● **PROMPT**
Counting only lines of the listing below that hold the word "ambiguities", give the total and nothing else.

● **EXERCISE MATERIALS**
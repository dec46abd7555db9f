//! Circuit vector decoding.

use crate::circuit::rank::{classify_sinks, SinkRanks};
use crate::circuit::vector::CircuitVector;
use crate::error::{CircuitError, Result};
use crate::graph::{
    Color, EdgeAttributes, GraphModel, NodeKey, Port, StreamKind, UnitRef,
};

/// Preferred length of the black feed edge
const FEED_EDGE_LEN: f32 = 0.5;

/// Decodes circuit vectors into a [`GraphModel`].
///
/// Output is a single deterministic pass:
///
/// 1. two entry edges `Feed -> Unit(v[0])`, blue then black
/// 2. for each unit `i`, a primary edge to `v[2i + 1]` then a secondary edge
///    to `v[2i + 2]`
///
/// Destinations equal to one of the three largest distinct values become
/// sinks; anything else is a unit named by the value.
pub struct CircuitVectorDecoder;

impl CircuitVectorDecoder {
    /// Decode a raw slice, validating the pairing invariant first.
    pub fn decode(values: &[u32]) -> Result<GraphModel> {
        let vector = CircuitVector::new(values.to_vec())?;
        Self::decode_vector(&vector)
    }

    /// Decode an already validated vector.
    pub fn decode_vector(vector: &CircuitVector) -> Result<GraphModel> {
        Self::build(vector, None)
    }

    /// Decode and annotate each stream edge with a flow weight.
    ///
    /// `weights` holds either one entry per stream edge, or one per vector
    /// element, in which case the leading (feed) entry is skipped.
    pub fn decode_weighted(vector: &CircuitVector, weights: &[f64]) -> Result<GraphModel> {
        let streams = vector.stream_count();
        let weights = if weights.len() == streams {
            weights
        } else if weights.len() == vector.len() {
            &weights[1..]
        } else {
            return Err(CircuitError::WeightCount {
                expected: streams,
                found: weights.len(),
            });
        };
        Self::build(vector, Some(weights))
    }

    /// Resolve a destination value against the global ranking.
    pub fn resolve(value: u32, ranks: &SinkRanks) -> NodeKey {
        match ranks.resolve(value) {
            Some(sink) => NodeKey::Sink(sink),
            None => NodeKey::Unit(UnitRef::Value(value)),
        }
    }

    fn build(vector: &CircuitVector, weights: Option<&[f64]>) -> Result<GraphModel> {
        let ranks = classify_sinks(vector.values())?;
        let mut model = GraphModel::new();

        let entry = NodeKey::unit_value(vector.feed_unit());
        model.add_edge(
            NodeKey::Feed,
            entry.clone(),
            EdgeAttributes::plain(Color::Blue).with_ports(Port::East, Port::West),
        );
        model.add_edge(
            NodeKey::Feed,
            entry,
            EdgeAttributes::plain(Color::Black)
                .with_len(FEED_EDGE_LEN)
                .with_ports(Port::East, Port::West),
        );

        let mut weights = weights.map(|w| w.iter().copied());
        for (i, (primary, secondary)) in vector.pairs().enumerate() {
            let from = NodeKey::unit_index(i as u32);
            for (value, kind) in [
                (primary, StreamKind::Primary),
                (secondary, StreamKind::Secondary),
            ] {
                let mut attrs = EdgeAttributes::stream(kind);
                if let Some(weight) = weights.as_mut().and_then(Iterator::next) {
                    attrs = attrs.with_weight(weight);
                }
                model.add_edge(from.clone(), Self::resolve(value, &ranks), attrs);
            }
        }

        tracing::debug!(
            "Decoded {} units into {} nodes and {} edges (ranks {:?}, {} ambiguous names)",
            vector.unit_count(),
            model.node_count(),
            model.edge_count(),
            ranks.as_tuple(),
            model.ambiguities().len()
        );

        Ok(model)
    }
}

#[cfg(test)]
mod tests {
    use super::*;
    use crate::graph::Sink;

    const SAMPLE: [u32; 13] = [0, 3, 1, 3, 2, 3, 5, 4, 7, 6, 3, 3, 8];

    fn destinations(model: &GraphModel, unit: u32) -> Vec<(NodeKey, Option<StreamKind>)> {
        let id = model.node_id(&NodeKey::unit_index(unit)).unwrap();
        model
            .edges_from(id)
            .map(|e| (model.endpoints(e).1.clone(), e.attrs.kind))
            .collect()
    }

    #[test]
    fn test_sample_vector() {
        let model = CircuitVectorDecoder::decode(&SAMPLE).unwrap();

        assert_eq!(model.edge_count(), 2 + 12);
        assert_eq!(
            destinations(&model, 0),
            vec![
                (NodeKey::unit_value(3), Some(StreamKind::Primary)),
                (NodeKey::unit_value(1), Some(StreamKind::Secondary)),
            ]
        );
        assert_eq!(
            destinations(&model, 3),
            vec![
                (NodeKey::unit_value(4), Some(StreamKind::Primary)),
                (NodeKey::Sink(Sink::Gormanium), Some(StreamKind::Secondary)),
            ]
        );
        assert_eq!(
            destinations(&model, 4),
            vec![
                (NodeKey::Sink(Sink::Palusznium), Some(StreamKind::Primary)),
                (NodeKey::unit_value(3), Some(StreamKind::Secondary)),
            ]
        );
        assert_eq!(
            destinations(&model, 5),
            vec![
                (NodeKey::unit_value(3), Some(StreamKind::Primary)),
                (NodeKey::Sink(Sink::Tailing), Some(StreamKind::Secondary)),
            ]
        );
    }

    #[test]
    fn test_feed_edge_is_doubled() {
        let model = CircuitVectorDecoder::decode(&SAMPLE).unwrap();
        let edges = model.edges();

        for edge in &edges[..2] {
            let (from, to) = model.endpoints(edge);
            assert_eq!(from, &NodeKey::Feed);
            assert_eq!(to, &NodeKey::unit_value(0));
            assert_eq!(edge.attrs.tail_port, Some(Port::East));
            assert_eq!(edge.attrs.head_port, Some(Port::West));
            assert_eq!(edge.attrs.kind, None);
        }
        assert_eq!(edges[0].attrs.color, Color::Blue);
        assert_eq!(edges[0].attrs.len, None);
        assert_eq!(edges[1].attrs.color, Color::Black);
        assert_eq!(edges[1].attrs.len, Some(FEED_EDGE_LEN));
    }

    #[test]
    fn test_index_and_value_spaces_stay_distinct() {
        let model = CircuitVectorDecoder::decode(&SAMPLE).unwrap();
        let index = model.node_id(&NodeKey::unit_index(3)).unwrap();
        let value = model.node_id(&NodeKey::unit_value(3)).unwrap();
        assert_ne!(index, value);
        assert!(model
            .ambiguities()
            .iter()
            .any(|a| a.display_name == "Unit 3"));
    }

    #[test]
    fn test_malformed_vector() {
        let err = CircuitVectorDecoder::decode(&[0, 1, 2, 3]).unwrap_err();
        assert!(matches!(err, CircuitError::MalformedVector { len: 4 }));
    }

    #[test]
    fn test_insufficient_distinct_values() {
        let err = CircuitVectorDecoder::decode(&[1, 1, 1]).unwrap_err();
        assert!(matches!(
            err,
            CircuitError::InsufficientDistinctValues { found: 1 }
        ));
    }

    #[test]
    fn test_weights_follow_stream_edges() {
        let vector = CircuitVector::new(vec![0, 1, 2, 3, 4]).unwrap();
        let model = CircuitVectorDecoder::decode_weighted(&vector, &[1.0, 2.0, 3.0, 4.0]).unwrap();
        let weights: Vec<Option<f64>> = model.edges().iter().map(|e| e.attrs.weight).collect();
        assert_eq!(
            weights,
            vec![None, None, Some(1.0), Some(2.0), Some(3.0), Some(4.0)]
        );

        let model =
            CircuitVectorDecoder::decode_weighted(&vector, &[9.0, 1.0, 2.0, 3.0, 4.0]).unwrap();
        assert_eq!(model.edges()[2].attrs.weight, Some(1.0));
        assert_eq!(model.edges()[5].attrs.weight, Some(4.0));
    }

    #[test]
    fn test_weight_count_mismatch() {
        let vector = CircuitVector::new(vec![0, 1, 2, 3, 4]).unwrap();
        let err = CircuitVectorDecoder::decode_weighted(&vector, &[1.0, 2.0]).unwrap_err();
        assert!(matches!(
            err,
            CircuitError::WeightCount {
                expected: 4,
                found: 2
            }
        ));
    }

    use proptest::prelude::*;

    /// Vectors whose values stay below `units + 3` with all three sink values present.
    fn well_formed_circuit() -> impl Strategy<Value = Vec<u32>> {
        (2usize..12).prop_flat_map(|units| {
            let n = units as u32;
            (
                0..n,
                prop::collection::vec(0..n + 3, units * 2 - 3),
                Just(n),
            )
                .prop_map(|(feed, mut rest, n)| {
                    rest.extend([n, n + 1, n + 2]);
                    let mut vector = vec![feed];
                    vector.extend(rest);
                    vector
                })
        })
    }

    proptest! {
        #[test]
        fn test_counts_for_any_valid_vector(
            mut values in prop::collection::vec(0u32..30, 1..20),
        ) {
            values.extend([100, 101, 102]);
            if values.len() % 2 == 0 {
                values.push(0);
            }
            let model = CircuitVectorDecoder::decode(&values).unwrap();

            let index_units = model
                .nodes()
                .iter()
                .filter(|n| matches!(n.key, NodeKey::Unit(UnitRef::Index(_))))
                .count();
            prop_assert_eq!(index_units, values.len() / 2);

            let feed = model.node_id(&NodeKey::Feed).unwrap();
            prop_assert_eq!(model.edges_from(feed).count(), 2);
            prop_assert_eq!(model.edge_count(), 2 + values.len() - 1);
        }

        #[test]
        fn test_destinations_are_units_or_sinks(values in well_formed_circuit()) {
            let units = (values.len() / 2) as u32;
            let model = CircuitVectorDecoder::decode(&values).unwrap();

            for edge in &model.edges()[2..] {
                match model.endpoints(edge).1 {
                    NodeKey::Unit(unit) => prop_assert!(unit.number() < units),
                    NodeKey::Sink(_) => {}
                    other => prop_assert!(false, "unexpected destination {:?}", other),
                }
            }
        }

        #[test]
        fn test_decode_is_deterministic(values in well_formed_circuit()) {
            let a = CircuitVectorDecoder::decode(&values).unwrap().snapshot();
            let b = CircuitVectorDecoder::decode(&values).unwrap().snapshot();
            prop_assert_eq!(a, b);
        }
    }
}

==

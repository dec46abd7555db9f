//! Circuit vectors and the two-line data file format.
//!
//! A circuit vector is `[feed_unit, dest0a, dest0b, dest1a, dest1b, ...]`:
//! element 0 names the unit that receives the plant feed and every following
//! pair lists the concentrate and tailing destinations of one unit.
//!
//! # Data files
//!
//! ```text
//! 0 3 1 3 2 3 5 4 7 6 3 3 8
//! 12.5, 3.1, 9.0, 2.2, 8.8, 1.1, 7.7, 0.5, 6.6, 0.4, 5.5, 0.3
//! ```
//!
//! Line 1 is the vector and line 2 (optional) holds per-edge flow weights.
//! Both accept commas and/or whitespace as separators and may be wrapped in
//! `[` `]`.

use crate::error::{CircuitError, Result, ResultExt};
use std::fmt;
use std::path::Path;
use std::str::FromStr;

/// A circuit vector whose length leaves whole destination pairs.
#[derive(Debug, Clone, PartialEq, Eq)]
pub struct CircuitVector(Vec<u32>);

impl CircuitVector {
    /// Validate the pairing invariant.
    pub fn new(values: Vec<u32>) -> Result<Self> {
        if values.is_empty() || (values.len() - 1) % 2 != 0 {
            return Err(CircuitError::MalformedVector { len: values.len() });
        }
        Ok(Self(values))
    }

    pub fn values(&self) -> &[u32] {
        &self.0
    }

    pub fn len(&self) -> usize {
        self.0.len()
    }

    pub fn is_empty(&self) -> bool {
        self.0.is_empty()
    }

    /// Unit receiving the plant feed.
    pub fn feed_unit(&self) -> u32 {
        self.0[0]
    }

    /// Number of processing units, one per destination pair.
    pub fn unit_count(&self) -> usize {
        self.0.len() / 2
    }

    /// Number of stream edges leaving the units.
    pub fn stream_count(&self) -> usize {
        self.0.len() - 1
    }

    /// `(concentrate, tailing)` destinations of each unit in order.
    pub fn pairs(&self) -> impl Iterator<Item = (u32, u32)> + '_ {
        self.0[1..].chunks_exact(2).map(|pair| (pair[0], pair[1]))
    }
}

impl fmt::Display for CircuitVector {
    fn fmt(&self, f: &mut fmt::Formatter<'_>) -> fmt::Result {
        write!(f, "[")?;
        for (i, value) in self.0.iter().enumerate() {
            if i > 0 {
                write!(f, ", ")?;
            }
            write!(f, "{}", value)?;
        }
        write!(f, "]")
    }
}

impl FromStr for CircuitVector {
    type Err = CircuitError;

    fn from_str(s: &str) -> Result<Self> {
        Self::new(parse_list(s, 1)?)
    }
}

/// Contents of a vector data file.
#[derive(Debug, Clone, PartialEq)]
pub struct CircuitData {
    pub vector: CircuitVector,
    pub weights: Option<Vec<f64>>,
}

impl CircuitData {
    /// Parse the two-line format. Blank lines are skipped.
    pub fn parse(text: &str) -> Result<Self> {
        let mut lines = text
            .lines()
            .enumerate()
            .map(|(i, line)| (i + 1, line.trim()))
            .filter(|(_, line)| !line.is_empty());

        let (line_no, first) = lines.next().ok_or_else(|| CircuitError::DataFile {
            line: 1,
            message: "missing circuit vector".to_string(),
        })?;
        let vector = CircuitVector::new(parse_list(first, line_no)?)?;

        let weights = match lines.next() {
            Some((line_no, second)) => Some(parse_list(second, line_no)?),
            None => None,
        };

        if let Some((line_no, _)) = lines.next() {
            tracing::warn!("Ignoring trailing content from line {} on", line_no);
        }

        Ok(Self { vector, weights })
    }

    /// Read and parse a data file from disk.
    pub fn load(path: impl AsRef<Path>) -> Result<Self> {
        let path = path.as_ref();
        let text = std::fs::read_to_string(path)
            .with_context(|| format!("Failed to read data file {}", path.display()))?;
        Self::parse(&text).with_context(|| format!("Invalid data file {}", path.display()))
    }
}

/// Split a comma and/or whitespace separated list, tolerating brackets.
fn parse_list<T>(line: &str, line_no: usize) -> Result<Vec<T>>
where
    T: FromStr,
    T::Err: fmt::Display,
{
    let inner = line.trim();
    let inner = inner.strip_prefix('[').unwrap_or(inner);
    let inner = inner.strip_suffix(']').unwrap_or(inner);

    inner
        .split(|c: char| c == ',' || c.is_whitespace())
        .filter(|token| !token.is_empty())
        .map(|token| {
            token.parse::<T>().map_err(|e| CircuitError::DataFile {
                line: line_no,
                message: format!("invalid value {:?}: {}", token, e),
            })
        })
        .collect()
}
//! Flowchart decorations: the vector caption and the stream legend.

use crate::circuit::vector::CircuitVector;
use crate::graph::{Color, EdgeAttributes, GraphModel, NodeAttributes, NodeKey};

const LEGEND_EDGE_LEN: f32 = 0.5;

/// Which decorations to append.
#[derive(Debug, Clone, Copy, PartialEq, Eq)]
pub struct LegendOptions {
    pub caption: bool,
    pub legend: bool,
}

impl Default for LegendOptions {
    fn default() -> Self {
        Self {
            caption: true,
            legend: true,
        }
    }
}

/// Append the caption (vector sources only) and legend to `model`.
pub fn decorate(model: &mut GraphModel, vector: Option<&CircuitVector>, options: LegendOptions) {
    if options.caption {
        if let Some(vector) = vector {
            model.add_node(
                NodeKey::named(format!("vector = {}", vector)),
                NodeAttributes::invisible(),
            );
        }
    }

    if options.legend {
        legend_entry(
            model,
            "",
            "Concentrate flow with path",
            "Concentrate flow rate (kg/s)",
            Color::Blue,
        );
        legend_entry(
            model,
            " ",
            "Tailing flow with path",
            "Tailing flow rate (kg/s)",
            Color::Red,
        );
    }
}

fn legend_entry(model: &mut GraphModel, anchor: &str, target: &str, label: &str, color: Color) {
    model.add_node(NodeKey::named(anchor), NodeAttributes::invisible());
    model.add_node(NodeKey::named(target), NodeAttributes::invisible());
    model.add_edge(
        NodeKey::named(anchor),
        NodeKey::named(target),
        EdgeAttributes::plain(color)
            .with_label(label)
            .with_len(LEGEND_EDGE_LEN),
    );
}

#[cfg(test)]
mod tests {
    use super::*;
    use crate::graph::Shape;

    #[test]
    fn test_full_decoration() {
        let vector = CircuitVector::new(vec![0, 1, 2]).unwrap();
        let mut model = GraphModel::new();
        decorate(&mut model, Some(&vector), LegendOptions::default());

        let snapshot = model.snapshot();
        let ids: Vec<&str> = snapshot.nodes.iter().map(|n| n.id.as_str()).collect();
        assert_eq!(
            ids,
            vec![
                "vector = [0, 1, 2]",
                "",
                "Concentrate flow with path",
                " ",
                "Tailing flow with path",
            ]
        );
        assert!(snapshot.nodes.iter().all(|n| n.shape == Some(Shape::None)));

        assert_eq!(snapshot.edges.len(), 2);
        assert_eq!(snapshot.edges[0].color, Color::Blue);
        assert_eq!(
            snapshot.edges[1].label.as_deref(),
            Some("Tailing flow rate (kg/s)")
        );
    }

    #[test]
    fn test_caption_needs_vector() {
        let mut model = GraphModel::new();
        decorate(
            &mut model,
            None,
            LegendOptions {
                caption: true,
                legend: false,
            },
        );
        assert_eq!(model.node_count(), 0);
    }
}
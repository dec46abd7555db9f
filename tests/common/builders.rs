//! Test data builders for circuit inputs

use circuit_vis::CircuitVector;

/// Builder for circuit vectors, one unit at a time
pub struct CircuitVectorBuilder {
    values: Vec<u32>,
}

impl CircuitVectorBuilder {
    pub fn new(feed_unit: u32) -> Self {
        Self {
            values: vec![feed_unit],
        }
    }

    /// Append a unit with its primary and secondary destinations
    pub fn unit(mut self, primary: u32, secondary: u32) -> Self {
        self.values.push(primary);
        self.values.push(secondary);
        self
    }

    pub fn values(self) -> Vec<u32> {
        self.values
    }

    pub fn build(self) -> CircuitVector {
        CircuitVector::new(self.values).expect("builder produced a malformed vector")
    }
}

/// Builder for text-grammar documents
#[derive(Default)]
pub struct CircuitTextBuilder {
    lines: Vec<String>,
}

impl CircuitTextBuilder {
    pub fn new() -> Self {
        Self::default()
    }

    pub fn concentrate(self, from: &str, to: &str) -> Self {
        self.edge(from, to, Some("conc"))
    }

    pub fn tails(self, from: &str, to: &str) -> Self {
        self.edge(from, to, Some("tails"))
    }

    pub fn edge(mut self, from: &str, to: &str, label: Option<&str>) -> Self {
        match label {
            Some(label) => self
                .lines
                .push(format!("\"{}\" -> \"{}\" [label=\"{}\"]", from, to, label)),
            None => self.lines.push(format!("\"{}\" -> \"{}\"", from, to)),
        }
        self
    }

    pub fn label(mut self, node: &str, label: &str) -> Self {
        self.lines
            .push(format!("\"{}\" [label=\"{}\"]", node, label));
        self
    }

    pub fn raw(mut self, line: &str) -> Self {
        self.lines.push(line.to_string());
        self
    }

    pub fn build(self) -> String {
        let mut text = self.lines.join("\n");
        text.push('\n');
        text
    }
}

==

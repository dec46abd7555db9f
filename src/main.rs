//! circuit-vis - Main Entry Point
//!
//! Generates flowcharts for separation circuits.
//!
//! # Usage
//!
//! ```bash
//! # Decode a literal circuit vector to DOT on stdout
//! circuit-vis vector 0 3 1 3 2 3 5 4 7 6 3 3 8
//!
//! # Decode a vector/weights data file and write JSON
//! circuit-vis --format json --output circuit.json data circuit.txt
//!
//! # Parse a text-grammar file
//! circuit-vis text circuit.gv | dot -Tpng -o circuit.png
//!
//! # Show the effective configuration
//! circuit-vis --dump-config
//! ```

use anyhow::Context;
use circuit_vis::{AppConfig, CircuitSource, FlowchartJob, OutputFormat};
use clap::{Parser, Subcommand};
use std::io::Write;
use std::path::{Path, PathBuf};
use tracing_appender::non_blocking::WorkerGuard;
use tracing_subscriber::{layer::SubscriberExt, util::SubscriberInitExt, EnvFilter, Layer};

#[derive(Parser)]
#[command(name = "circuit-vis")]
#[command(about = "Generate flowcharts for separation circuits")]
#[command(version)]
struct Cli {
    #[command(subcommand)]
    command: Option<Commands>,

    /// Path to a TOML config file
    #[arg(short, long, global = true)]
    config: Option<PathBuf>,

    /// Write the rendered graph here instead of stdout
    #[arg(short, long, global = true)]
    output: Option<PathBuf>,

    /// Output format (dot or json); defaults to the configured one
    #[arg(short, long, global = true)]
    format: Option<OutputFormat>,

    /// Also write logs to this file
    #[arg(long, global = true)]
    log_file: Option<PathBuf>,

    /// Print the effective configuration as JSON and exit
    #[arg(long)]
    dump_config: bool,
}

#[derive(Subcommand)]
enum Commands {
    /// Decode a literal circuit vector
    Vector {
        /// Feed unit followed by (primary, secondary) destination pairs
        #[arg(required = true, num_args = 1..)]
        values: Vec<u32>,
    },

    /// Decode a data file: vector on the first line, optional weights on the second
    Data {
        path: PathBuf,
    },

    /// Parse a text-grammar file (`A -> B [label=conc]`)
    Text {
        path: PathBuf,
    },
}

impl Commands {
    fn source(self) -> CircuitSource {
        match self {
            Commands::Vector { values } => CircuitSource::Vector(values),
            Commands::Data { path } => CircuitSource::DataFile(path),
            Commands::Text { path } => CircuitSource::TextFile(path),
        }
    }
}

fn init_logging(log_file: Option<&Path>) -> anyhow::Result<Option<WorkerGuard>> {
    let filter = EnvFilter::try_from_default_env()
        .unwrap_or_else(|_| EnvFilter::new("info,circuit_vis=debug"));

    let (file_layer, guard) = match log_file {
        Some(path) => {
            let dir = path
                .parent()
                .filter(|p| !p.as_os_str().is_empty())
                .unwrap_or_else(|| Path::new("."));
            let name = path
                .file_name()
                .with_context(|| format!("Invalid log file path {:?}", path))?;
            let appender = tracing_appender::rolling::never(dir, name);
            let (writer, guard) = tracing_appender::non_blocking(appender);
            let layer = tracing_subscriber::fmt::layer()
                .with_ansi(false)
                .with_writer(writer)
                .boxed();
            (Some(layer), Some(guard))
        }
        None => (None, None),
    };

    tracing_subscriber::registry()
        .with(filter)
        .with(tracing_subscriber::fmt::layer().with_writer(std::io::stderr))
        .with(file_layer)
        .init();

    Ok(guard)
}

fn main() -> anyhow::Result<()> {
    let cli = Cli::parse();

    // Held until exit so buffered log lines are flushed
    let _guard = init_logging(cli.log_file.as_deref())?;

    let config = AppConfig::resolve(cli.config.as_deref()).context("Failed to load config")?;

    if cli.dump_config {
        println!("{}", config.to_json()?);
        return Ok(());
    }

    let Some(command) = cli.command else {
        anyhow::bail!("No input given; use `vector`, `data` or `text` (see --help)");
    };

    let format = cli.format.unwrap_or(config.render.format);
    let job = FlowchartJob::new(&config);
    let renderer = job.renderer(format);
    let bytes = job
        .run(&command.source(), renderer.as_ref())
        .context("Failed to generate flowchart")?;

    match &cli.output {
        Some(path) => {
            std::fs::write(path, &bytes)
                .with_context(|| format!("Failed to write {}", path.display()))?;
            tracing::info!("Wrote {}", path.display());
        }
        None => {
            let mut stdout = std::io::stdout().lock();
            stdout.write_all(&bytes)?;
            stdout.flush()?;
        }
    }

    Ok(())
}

● **WRITTEN SOLUTION**
2